Saturday, April 29, 2017

And so it goes*: weird days in the library world

Nothing profound to say today.  I'm edging toward the door to leave for the day, and suffice it to say that my patrons have tested my patience and made me realize that I should dust off my mindreading skills (I'm a parent too, don'tcha know) and I'd make a lot more money.

Patron 1: Can you look up a book for me? it's called Trust. I don't know the author.
Patron 2: I saw this African-American author on the Internet.  I don't remember her name or the title of the book.
Patron 3: Do you have the movie "Raw"? It just came out last month...and if you don't have it can I get it through Interlibrary Loan?

All within five minutes of each other.

THEN:

My wife says, "let's go to that restaurant that just re-opened".

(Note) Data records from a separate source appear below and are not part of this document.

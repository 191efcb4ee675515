use super::CommandLine;
use crate::model::{LineKind, Project, ProjectsContent, Reveal, RevealItem};

/// The projects tab has a single primary line: the listing command.
#[derive(Debug, Clone, PartialEq, Eq)]
pub struct ListingCommand(pub CommandLine);

impl Default for ListingCommand {
    fn default() -> Self {
        Self(CommandLine::with_arg("ls -la", "projects/"))
    }
}

impl RevealItem for ListingCommand {
    fn kind(&self) -> LineKind {
        LineKind::Command
    }

    fn reveal(&self) -> Reveal<'_> {
        Reveal::Typed(self.0.full_text())
    }
}

pub fn generate(projects: &ProjectsContent) -> (Vec<ListingCommand>, Vec<Project>) {
    (vec![ListingCommand::default()], projects.items.clone())
}
use folio_protocol::{PaintCommand, ProjectCard, ThemeToken};

use super::{Visible, auxiliary, command, primary, push_prompt};
use crate::engine::TabRuntime;
use crate::lines::projects::ListingCommand;
use crate::model::{Project, ProjectsContent};

pub fn paint(runtime: &TabRuntime<ListingCommand, Project>, projects: &ProjectsContent) -> Vec<PaintCommand> {
    let mut out = Vec::new();
    for Visible { item, typing, .. } in primary(runtime) {
        out.push(command(&item.0, typing));
    }
    for project in auxiliary(runtime) {
        out.push(PaintCommand::Spacer);
        out.push(PaintCommand::Project(ProjectCard {
            name: project.name.clone(),
            description: project.description.clone(),
            technologies: project.technologies.clone(),
            github_url: project.github_url.clone(),
            live_url: project.live_url.clone(),
        }));
    }
    if runtime.sequencer().is_complete() {
        out.push(PaintCommand::Spacer);
        out.push(PaintCommand::Text {
            text: projects.coming_soon.clone(),
            color: ThemeToken::TextMuted,
        });
    }
    push_prompt(&mut out, runtime);
    out
}
//! Line generators: flatten one tab's content into its reveal order.
//!
//! Every generator is a pure function of a [`ContentTree`](crate::model::ContentTree);
//! re-running it for another locale yields a fresh, independent sequence.

pub mod careers;
pub mod profile;
pub mod projects;
pub mod skills;

use std::borrow::Cow;

/// A shell command as typed: `command` in one colour, `arg` in another.
#[derive(Debug, Clone, PartialEq, Eq)]
pub struct CommandLine {
    pub command: String,
    pub arg: Option<String>,
}

impl CommandLine {
    pub fn new(command: impl Into<String>) -> Self {
        Self {
            command: command.into(),
            arg: None,
        }
    }

    pub fn with_arg(command: impl Into<String>, arg: impl Into<String>) -> Self {
        Self {
            command: command.into(),
            arg: Some(arg.into()),
        }
    }

    /// The string the typewriter reveals.
    pub fn full_text(&self) -> Cow<'_, str> {
        match &self.arg {
            Some(arg) => Cow::Owned(format!("{} {arg}", self.command)),
            None => Cow::Borrowed(&self.command),
        }
    }

    /// Split a typed prefix of [`full_text`](Self::full_text) back into its
    /// command and argument parts. The separating space belongs to neither.
    pub fn split_prefix<'a>(&self, typed: &'a str) -> (&'a str, Option<&'a str>) {
        let cmd_len = self.command.len().min(typed.len());
        let cmd_end = (0..=cmd_len)
            .rev()
            .find(|&i| typed.is_char_boundary(i))
            .unwrap_or(0);
        let command = &typed[..cmd_end];
        let arg = typed
            .get(self.command.len() + 1..)
            .filter(|rest| self.arg.is_some() && !rest.is_empty());
        (command, arg)
    }
}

Noisy ambience, and I really can't believe the kitchen had the stones to serve the chicken that time forgot (or at least forgot it was in the oven). Even in the relative dark, I could tell that the coating was burned, and one bite in told me it had that unintentional charcoal flavor on the bottom (burned worse than the top).  I will say that they were sincerely apologetic and didn't charge me for my new item or my second beer. Kudos for that.
Onward.

*--Billy Joel, Storm Front, 1989.

Tuesday, April 4, 2017

Weeding the German Language Collection

So I had my broken ID badge replaced and finally returned to weeding the world language titles in our fiction collection, finishing the German collection and weeding the first shelf of the French titles.  Some statistics:

  • I started with 313 German-language titles, and ended with 188--just over 60% of what I started with.  
  • I didn't compile an average on the last circulation, but suffice it to say that 10-15 years would have not been too far off.  
  • The most distant circulation date was April of 1980.
  • There were only 6 titles that had circulated during the previous 12 months.  Not saying much about interest in German-language modern fiction here in Philadelphia.
Now, you may be asking yourself, how did this man with almost no knowledge of German fiction (or for that matter, the German language), know which books to save and which ones to toss?  Fair question.  Here's what I did.
  1. I checked for the author's presence in SIRSI, our catalog system.  Oftentimes I'd keep a title if it had an English translation (or vice versa).
  2. I looked at the title through the eyes of Google Translate.  If there was an "aha!" moment--where I recognized the title from the English translation--I kept it in the mix.
  3. I looked for the author's and the title's presence online.  I discovered several Nobel Prize winners (as well as winners of other prominent prizes), and members of prominent writers' groups or movements. 
  4. THEN I checked circulation data.  So many titles showed less than ten check-outs over the course of 15-20 years, with almost none during the 2010's.
  5. I gave some titles the benefit of the doubt.  If, for instance, the author had been famous in another field, been a WWII resistance worker, or had written for other media (films, tv, radio), etc., sometimes I gave the book a second chance.
  6. Titles that had circulated at least once during the previous twelve months (yes, there were only six) were saved regardless of author, genre, quality, etc.
After chatting with my supervisors, they gave me the impression that I was on the right track, so onward with French-language fiction tomorrow.

Onward.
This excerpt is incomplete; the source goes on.